The other book I finished during my voyage through the southwest was How to Love Your Daughter by Hila Blum, translated from Hebrew by Daniella Zamir. This was book [checks notes] #17 from the “Women in Translation” rec list. It’s about an estranged mother and daughter; as the mother peers through the windows of her adult daughter’s house from across the street, she ponders what went wrong in their formerly loving relationship.

How to Love Your Daughter is a cerebral kind of novel that swims back and forth between Yoella’s present, desperately reaching after the daughter who’s walked out of her life, and Yoella’s recollections of raising Leah.

The twists and turns of their relationship are subtle, almost too subtle. Both characters come off slightly neurotic, fussing about every minor interaction and seeming, to me, to invent problems where none really existed. In the end, it’s not so much a long-deteriorating relationship, which is what I expected, as it is Yoella making one decision that forever alters Leah’s perception of her.

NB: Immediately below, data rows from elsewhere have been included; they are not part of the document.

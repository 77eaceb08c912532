use crate::rivulet::RivuletConfig;

/// Called automatically by `RivuletConfig::from_str` / `load`.
pub(crate) fn validate(config: &RivuletConfig) -> anyhow::Result<()> {
    if config.pipeline.script.as_os_str().is_empty() {
        anyhow::bail!("pipeline.script must not be empty");
    }

    // vars keys must be valid identifiers: [A-Za-z_][A-Za-z0-9_]*
    for key in config.vars.keys() {
        if !is_valid_ident(key) {
            anyhow::bail!("vars: invalid variable name {key:?}, must match [A-Za-z_][A-Za-z0-9_]*");
        }
    }

    for bin in &config.binning {
        if !is_valid_ident(&bin.name) {
            anyhow::bail!("binning: invalid method name {:?}", bin.name);
        }
        if bin.max_buckets == 0 {
            anyhow::bail!("binning.{}: max_buckets must be > 0", bin.name);
        }
        if bin.intervals.is_empty() {
            anyhow::bail!("binning.{}: intervals must not be empty", bin.name);
        }
        if let Some(bad) = bin.intervals.iter().find(|i| !i.is_finite() || **i <= 0.0) {
            anyhow::bail!("binning.{}: interval {bad} must be positive", bin.name);
        }
        if bin.intervals.windows(2).any(|w| w[1] <= w[0]) {
            anyhow::bail!("binning.{}: intervals must be strictly increasing", bin.name);
        }
    }

    Ok(())
}

/// Starts with an ASCII letter or underscore, followed by ASCII
/// alphanumerics or underscores.
fn is_valid_ident(name: &str) -> bool {
    let mut chars = name.bytes();
    match chars.next() {
        Some(b) if b.is_ascii_alphabetic() || b == b'_' => {}
        _ => return false,
    }
    chars.all(|b| b.is_ascii_alphanumeric() || b == b'_')
}

// ---------------------------------------------------------------------------
// Tests
// ---------------------------------------------------------------------------
//! String-literal extraction.
//!
//! Quoted literals are lifted out of the source before any structural
//! scanning, so separators, brackets and operators inside strings can never
//! confuse the statement splitter or the expression grammar. Each literal is
//! replaced by a `#N` placeholder that indexes the literal table.

use std::fmt::Write as _;

use crate::error::ParseError;

#[cfg(test)]
mod tests;

/// Tokenized text plus the literal table it refers to.
#[derive(Debug, Clone, Default)]
pub struct Extracted {
    /// Source with every quoted literal replaced by `#N`.
    pub text: String,
    /// Literal table; `#N` refers to `literals[N]` (unescaped contents).
    pub literals: Vec<String>,
    /// Maps offsets in `text` back to offsets in the source.
    pub map: OffsetMap,
}

/// Piecewise-linear mapping from offsets in rewritten text back to the text
/// it was produced from.
#[derive(Debug, Clone, Default)]
pub struct OffsetMap {
    /// `(output offset, input offset)` pairs, ascending in both.
    anchors: Vec<(usize, usize)>,
}

impl OffsetMap {
    pub(crate) fn anchor(&mut self, output: usize, input: usize) {
        self.anchors.push((output, input));
    }

    /// Translate an offset in the rewritten text into the original text.
    pub fn to_input(&self, output: usize) -> usize {
        match self.anchors.partition_point(|(out, _)| *out <= output) {
            0 => output,
            i => {
                let (out, input) = self.anchors[i - 1];
                input + (output - out)
            }
        }
    }
}

/// Replace every single- or double-quoted literal with a `#N` placeholder.
///
/// Inside quotes a backslash escapes the next character; `\n`, `\t` and `\r`
/// produce control characters, anything else stands for itself.
pub fn extract_literals(source: &str) -> Result<Extracted, ParseError> {
    let mut out = Extracted {
        text: String::with_capacity(source.len()),
        ..Extracted::default()
    };
    let mut chars = source.char_indices();

    while let Some((start, c)) = chars.next() {
        if c != '"' && c != '\'' {
            out.text.push(c);
            continue;
        }

        let mut value = String::new();
        let mut closed_at = None;
        while let Some((i, ch)) = chars.next() {
            match ch {
                '\\' => match chars.next() {
                    Some((_, escaped)) => value.push(unescape(escaped)),
                    None => break,
                },
                quote if quote == c => {
                    closed_at = Some(i + quote.len_utf8());
                    break;
                }
                other => value.push(other),
            }
        }
        let Some(end) = closed_at else {
            return Err(ParseError::at(
                source,
                start,
                source.len(),
                [format!("closing {c} for string literal")],
            ));
        };

        out.map.anchor(out.text.len(), start);
        let _ = write!(out.text, "#{}", out.literals.len());
        out.map.anchor(out.text.len(), end);
        out.literals.push(value);
    }

    Ok(out)
}

fn unescape(c: char) -> char {
    match c {
        'n' => '\n',
        't' => '\t',
        'r' => '\r',
        other => other,
    }
}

“No one warned me my love could destroy her,” Yoella says about Leah at one point and that’s the core of it. Yoella adores her daughter, almost beyond reason. And it’s that very willingness to put Leah above everyone and everything else that eventually pushes Leah away from her, which is such a perfect tragedy.

I saw another review that said this book was both too long and too short, and I think there’s some truth to that. There are drawn out middle sections which don’t necessarily add much, but the ultimate break and subsequent efforts at reconciliation by Yoella don’t get as much room to breathe as might have benefitted them.

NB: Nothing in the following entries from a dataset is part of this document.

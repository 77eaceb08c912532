use std::collections::VecDeque;
use std::pin::Pin;
use std::task::{Context, Poll};

use futures::stream::{self, SelectAll, Stream};
use futures::StreamExt;
use rv_lang::MergeStrategy;

use super::{Event, EventResult, EventStream, Group, Transform};
use crate::engine::Scope;
use crate::error::EvalError;

type BodyFn = Box<dyn FnMut(Group) -> EventStream + Send>;

/// Flattens a stream of sub-streams, running at most `limit` of them at
/// once. Sub-streams past the limit wait in arrival order, so a limit of
/// one concatenates. The outer stream is always drained, which keeps
/// grouping stages feeding the sub-streams that are already running.
pub struct Flatten {
    outer: Option<EventStream>,
    pending: VecDeque<EventStream>,
    active: SelectAll<EventStream>,
    limit: Option<usize>,
    body: BodyFn,
    stage: String,
    inline_data: bool,
}

impl Flatten {
    pub fn new(
        outer: EventStream,
        limit: Option<usize>,
        stage: impl Into<String>,
        body: impl FnMut(Group) -> EventStream + Send + 'static,
    ) -> Self {
        Self {
            outer: Some(outer),
            pending: VecDeque::new(),
            active: SelectAll::new(),
            limit: limit.map(|n| n.max(1)),
            body: Box::new(body),
            stage: stage.into(),
            inline_data: false,
        }
    }

    /// Pass plain data events through as one-item sub-streams instead of
    /// failing with [`EvalError::ExpectedGroup`].
    pub fn inline_data(mut self) -> Self {
        self.inline_data = true;
        self
    }

    fn can_promote(&self) -> bool {
        !self.pending.is_empty() && self.limit.is_none_or(|n| self.active.len() < n)
    }

    fn promote(&mut self) {
        while self.can_promote() {
            if let Some(next) = self.pending.pop_front() {
                self.active.push(next);
            }
        }
    }
}

impl Stream for Flatten {
    type Item = EventResult;

    fn poll_next(mut self: Pin<&mut Self>, cx: &mut Context<'_>) -> Poll<Option<EventResult>> {
        let this = &mut *self;
        loop {
            let mut progressed = false;

            if let Some(outer) = this.outer.as_mut() {
                match outer.poll_next_unpin(cx) {
                    Poll::Ready(Some(Ok(Event::Group(group)))) => {
                        this.pending.push_back((this.body)(group));
                        progressed = true;
                    }
                    Poll::Ready(Some(Ok(Event::Data(value)))) => {
                        if !this.inline_data {
                            return Poll::Ready(Some(Err(EvalError::ExpectedGroup {
                                stage: this.stage.clone(),
                            })));
                        }
                        this.pending
                            .push_back(stream::once(async move { Ok(Event::Data(value)) }).boxed());
                        progressed = true;
                    }
                    Poll::Ready(Some(Err(e))) => return Poll::Ready(Some(Err(e))),
                    Poll::Ready(None) => {
                        this.outer = None;
                        progressed = true;
                    }
                    Poll::Pending => {}
                }
            }

            this.promote();

            if !this.active.is_empty() {
                match this.active.poll_next_unpin(cx) {
                    Poll::Ready(Some(item)) => return Poll::Ready(Some(item)),
                    // every running sub-stream finished
                    Poll::Ready(None) => progressed = true,
                    Poll::Pending => {}
                }
            }

            if this.outer.is_none() && this.pending.is_empty() && this.active.is_empty() {
                return Poll::Ready(None);
            }
            if !progressed {
                return Poll::Pending;
            }
        }
    }
}

// ---------------------------------------------------------------------------
// Split blocks
// ---------------------------------------------------------------------------

/// Run `body` over every sub-stream of `groups` with `@group` bound to the
/// sub-stream's key, and flatten the results per `merge`.
pub fn split(
    groups: EventStream,
    scope: Scope,
    stage: &str,
    body: Transform,
    merge: MergeStrategy,
) -> EventStream {
    let limit = match merge {
        MergeStrategy::Merge { limit } => limit,
        MergeStrategy::Concat => Some(1),
    };
    Flatten::new(groups, limit, stage, move |group: Group| {
        body.apply(group.events, scope.with_group(group.key))
    })
    .boxed()
}

/// Flatten any sub-streams left in a pipeline's output, in order, so a run
/// always yields plain values.
pub fn flatten_groups(input: EventStream) -> EventStream {
    Flatten::new(input, Some(1), "output", |group: Group| flatten_groups(group.events))
        .inline_data()
        .boxed()
}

However, the ending is an exquisite microcosm of the tension of the whole novel, leaving you wondering about unreliable narrators and perceptions. Some people felt that Yoella gets off too easy—I would recommend rereading the section where Leah talks to Yoella about her reality/fantasy of Dennis writing her a letter.

I don’t know that either Yoella or Leah comes off as really sympathetic here, but they do come off very human, full of flaws and self-justifications and irrational reactions. And maybe sometimes it’s just human nature to create a tragedy where there didn’t have to be one.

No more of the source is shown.